The result of the screening was that almost every fourth hospital patient suffered from diabetes (22 percent), i.e. had a long-term blood glucose level (HbA1c value) of 6.5 % or higher. 24 percent of the patients in the study had a long-term blood glucose value between 5.7 and 6.4 percent. These values indicate an early stage of diabetes (prediabetes). Nearly 4 percent of the investigated patients had undiagnosed diabetes. "Extrapolated to the number of patients who are treated at our hospital each year, there are at least 13,000 diabetes patients who would require therapy," said Professor Andreas Fritsche, diabetologist and one of the authors of the study.
"Laboratory medicine is of particular importance when it comes to the implementation of such projects because, as a cross-section discipline, it has contact with patients from all areas of the hospital," said Professor Andreas Peter, head of the central laboratory in Tübingen and of the central study laboratory of the DZD, in which the study was conducted.

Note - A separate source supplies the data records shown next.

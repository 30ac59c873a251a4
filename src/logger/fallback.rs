use super::{Delivery, guarded};
use crate::domain::{DeliveryError, LogEntry};
use std::sync::Arc;
use tracing::debug;

/// Delivers through `primary`; only if that fails, through `fallback`.
///
/// A panic in either delivery counts as a failure. The reported result is the
/// primary's when it succeeds, otherwise the fallback's.
pub struct FallbackDelivery {
    primary: Arc<dyn Delivery>,
    fallback: Arc<dyn Delivery>,
}

impl FallbackDelivery {
    pub fn new<P, F>(primary: P, fallback: F) -> Self
    where
        P: Delivery + 'static,
        F: Delivery + 'static,
    {
        Self {
            primary: Arc::new(primary),
            fallback: Arc::new(fallback),
        }
    }

    fn route<S>(&self, entry: &LogEntry, step: S) -> Result<(), DeliveryError>
    where
        S: Fn(&dyn Delivery, &LogEntry) -> Result<(), DeliveryError>,
    {
        match guarded(|| step(self.primary.as_ref(), entry)) {
            Ok(()) => Ok(()),
            Err(e) => {
                debug!(error = %e, "Primary delivery failed, using fallback");
                guarded(|| step(self.fallback.as_ref(), entry))
            }
        }
    }
}

impl Delivery for FallbackDelivery {
    fn deliver(&self, entry: &LogEntry) -> Result<(), DeliveryError> {
        self.route(entry, |d, e| d.deliver(e))
    }

    fn deliver_and_wait(&self, entry: &LogEntry) -> Result<(), DeliveryError> {
        self.route(entry, |d, e| d.deliver_and_wait(e))
    }
}
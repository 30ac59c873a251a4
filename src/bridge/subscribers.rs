use crate::domain::{DeliveryError, LogEntry};
use parking_lot::RwLock;
use std::panic::{self, AssertUnwindSafe};
use std::sync::Arc;
use std::sync::atomic::{AtomicU64, Ordering};
use tracing::debug;

type Callback = dyn Fn(&LogEntry) + Send + Sync;

/// Handle returned by `subscribe`, used to unsubscribe later.
#[derive(Debug, Clone, Copy, PartialEq, Eq, Hash)]
pub struct SubscriptionId(u64);

/// Ordered list of entry callbacks.
///
/// `emit` walks a snapshot, so callbacks may (un)subscribe while being
/// called. A panicking callback is logged and skipped.
#[derive(Default)]
pub struct SubscriberSet {
    next_id: AtomicU64,
    callbacks: RwLock<Vec<(SubscriptionId, Arc<Callback>)>>,
}

impl SubscriberSet {
    pub fn new() -> Self {
        Self::default()
    }

    pub fn subscribe<F>(&self, callback: F) -> SubscriptionId
    where
        F: Fn(&LogEntry) + Send + Sync + 'static,
    {
        let id = SubscriptionId(self.next_id.fetch_add(1, Ordering::Relaxed));
        self.callbacks.write().push((id, Arc::new(callback)));
        id
    }

    /// Returns `false` if `id` was not registered.
    pub fn unsubscribe(&self, id: SubscriptionId) -> bool {
        let mut callbacks = self.callbacks.write();
        let before = callbacks.len();
        callbacks.retain(|(registered, _)| *registered != id);
        callbacks.len() != before
    }

    pub fn len(&self) -> usize {
        self.callbacks.read().len()
    }

    pub fn is_empty(&self) -> bool {
        self.callbacks.read().is_empty()
    }

    /// Calls every callback in registration order.
    pub fn emit(&self, entry: &LogEntry) {
        let snapshot: Vec<Arc<Callback>> = self
            .callbacks
            .read()
            .iter()
            .map(|(_, cb)| Arc::clone(cb))
            .collect();

        for callback in snapshot {
            if let Err(payload) = panic::catch_unwind(AssertUnwindSafe(|| callback(entry))) {
                let err = DeliveryError::from_panic(payload.as_ref());
                debug!(error = %err, "Subscriber panicked");
            }
        }
    }
}
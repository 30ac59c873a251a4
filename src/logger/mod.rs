//! Delivery core and the composable delivery strategies.
//!
//! A [`Logger`] builds an immutable [`LogEntry`], runs it through its
//! [`Filter`]s and hands accepted entries to one [`Delivery`] strategy.
//! Strategies nest: a `Logger` is itself a `Delivery`, so wrappers such as
//! [`FallbackDelivery`] or [`AggregateDelivery`] can hold whole loggers.
//!
//! ```text
//! Logger::log ─► filters ─► Delivery
//!                             ├── TextDelivery        (direct write)
//!                             ├── DelegateDelivery    (closure)
//!                             ├── SynchronizedDelivery ─► inner
//!                             ├── AsyncDelivery        ─► inner (blocking pool)
//!                             ├── FallbackDelivery     ─► primary, else fallback
//!                             ├── AggregateDelivery    ─► [Logger, Logger, ...]
//!                             └── bridge::HttpSender   ─► remote receivers
//! ```

pub mod aggregate;
pub mod asynchronous;
pub mod delegate;
pub mod fallback;
pub mod filter;
pub mod synchronized;
pub mod text;

pub use aggregate::AggregateDelivery;
pub use asynchronous::AsyncDelivery;
pub use delegate::DelegateDelivery;
pub use fallback::FallbackDelivery;
pub use filter::{CategoryFilter, Filter, PriorityFilter, TagFilter};
pub use synchronized::SynchronizedDelivery;
pub use text::TextDelivery;

use crate::domain::{DeliveryError, LogCategory, LogEntry, LogPriority};
use serde::Serialize;
use std::future::Future;
use std::panic::{self, AssertUnwindSafe};
use std::sync::Arc;
use tracing::debug;

#[cfg(test)]
use mockall::automock;

/// A pluggable policy deciding how an accepted entry reaches its sink.
///
/// `Ok(())` means delivered, any `Err` means the entry was not recorded.
#[cfg_attr(test, automock)]
pub trait Delivery: Send + Sync {
    fn deliver(&self, entry: &LogEntry) -> Result<(), DeliveryError>;

    /// Delivers and reports the final outcome even when `deliver` would
    /// only schedule the work. Used by [`Logger::log_async`].
    fn deliver_and_wait(&self, entry: &LogEntry) -> Result<(), DeliveryError> {
        self.deliver(entry)
    }
}

impl<D: Delivery + ?Sized> Delivery for Arc<D> {
    fn deliver(&self, entry: &LogEntry) -> Result<(), DeliveryError> {
        (**self).deliver(entry)
    }

    fn deliver_and_wait(&self, entry: &LogEntry) -> Result<(), DeliveryError> {
        (**self).deliver_and_wait(entry)
    }
}

/// Runs a delivery step, turning a panic into `DeliveryError::Panicked`.
pub(crate) fn guarded<F>(step: F) -> Result<(), DeliveryError>
where
    F: FnOnce() -> Result<(), DeliveryError>,
{
    panic::catch_unwind(AssertUnwindSafe(step))
        .unwrap_or_else(|payload| Err(DeliveryError::from_panic(payload.as_ref())))
}

#[derive(Debug, Clone, Copy, PartialEq, Eq)]
enum DispatchMode {
    Detached,
    Wait,
}

/// The delivery core: filter chain plus one delivery strategy.
///
/// `log` never panics and never returns an error. Filtered entries count as
/// delivered; strategy errors and panics count as not delivered.
pub struct Logger {
    filters: Vec<Box<dyn Filter>>,
    delivery: Arc<dyn Delivery>,
}

impl Logger {
    pub fn new<D: Delivery + 'static>(delivery: D) -> Self {
        Self {
            filters: Vec::new(),
            delivery: Arc::new(delivery),
        }
    }

    pub fn builder<D: Delivery + 'static>(delivery: D) -> LoggerBuilder {
        LoggerBuilder {
            filters: Vec::new(),
            delivery: Arc::new(delivery),
        }
    }

    /// Builds an entry from the arguments and delivers it.
    pub fn log<M>(
        &self,
        message: &M,
        category: LogCategory,
        priority: LogPriority,
        tag: Option<&str>,
    ) -> bool
    where
        M: Serialize + ?Sized,
    {
        match LogEntry::from_message(message, category, priority, tag) {
            Ok(entry) => self.log_entry(&entry),
            Err(e) => {
                debug!(error = %e, "Dropping log entry with unserializable message");
                false
            }
        }
    }

    /// Delivers an already constructed entry.
    pub fn log_entry(&self, entry: &LogEntry) -> bool {
        self.dispatch(entry, DispatchMode::Detached)
    }

    /// Delivers on the tokio blocking pool and resolves to the final outcome.
    ///
    /// The entry (and its timestamp) is built before this returns. Unlike
    /// `log`, an [`AsyncDelivery`] inside the chain is awaited rather than
    /// fired and forgotten.
    pub fn log_async<M>(
        self: &Arc<Self>,
        message: &M,
        category: LogCategory,
        priority: LogPriority,
        tag: Option<&str>,
    ) -> impl Future<Output = bool> + Send + 'static + use<M>
    where
        M: Serialize + ?Sized,
    {
        let entry = LogEntry::from_message(message, category, priority, tag);
        let logger = Arc::clone(self);

        async move {
            let Ok(entry) = entry else {
                return false;
            };
            tokio::task::spawn_blocking(move || logger.dispatch(&entry, DispatchMode::Wait))
                .await
                .unwrap_or(false)
        }
    }

    pub fn emergency<M: Serialize + ?Sized>(&self, message: &M) -> bool {
        self.log(message, LogCategory::Emergency, LogPriority::None, None)
    }

    pub fn alert<M: Serialize + ?Sized>(&self, message: &M) -> bool {
        self.log(message, LogCategory::Alert, LogPriority::None, None)
    }

    pub fn critical<M: Serialize + ?Sized>(&self, message: &M) -> bool {
        self.log(message, LogCategory::Critical, LogPriority::None, None)
    }

    pub fn error<M: Serialize + ?Sized>(&self, message: &M) -> bool {
        self.log(message, LogCategory::Error, LogPriority::None, None)
    }

    pub fn warn<M: Serialize + ?Sized>(&self, message: &M) -> bool {
        self.log(message, LogCategory::Warning, LogPriority::None, None)
    }

    pub fn notice<M: Serialize + ?Sized>(&self, message: &M) -> bool {
        self.log(message, LogCategory::Notice, LogPriority::None, None)
    }

    pub fn info<M: Serialize + ?Sized>(&self, message: &M) -> bool {
        self.log(message, LogCategory::Info, LogPriority::None, None)
    }

    pub fn debug<M: Serialize + ?Sized>(&self, message: &M) -> bool {
        self.log(message, LogCategory::Debug, LogPriority::None, None)
    }

    pub fn trace<M: Serialize + ?Sized>(&self, message: &M) -> bool {
        self.log(message, LogCategory::Trace, LogPriority::None, None)
    }

    pub fn filter_count(&self) -> usize {
        self.filters.len()
    }

    fn dispatch(&self, entry: &LogEntry, mode: DispatchMode) -> bool {
        let outcome = guarded(|| {
            // First rejection wins; a skipped entry still counts as delivered
            if let Some(filter) = self.filters.iter().find(|f| !f.accept(entry)) {
                debug!(filter = filter.name(), "Log entry filtered out");
                return Ok(());
            }

            match mode {
                DispatchMode::Detached => self.delivery.deliver(entry),
                DispatchMode::Wait => self.delivery.deliver_and_wait(entry),
            }
        });

        match outcome {
            Ok(()) => true,
            Err(e) => {
                debug!(error = %e, category = %entry.category(), "Log entry not delivered");
                false
            }
        }
    }
}

impl Delivery for Logger {
    fn deliver(&self, entry: &LogEntry) -> Result<(), DeliveryError> {
        if self.dispatch(entry, DispatchMode::Detached) {
            Ok(())
        } else {
            Err(DeliveryError::rejected("logger reported failure"))
        }
    }

    fn deliver_and_wait(&self, entry: &LogEntry) -> Result<(), DeliveryError> {
        if self.dispatch(entry, DispatchMode::Wait) {
            Ok(())
        } else {
            Err(DeliveryError::rejected("logger reported failure"))
        }
    }
}

impl std::fmt::Debug for Logger {
    fn fmt(&self, f: &mut std::fmt::Formatter<'_>) -> std::fmt::Result {
        f.debug_struct("Logger")
            .field(
                "filters",
                &self.filters.iter().map(|flt| flt.name()).collect::<Vec<_>>(),
            )
            .finish_non_exhaustive()
    }
}

/// Registers filters before the logger is first used.
pub struct LoggerBuilder {
    filters: Vec<Box<dyn Filter>>,
    delivery: Arc<dyn Delivery>,
}

impl LoggerBuilder {
    /// Appends a filter; filters run in the order they were added.
    pub fn filter<F: Filter + 'static>(mut self, filter: F) -> Self {
        self.filters.push(Box::new(filter));
        self
    }

    pub fn build(self) -> Logger {
        Logger {
            filters: self.filters,
            delivery: self.delivery,
        }
    }
}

Patients with Diabetes Stay Longer in the Hospital
The study also showed that patients with diabetes required treatment in the hospital approximately 1.47 days longer than patients with the same diagnosis without diabetes or prediabetes. The affected patients also had a higher risk of complications: 24% of the patients with diabetes experienced complications. In comparison: Only 15% of the patients without diabetes were affected by complications.
The results of the study of Tübingen University Hospital and the Institute for Diabetes Research and Metabolic Diseases (IDM) of Helmholtz Zentrum München at the University of Tübingen, a member of the German Center for Diabetes Research (DZD), have now been published in the journal Experimental and Clinical Endocrinology & Diabetes.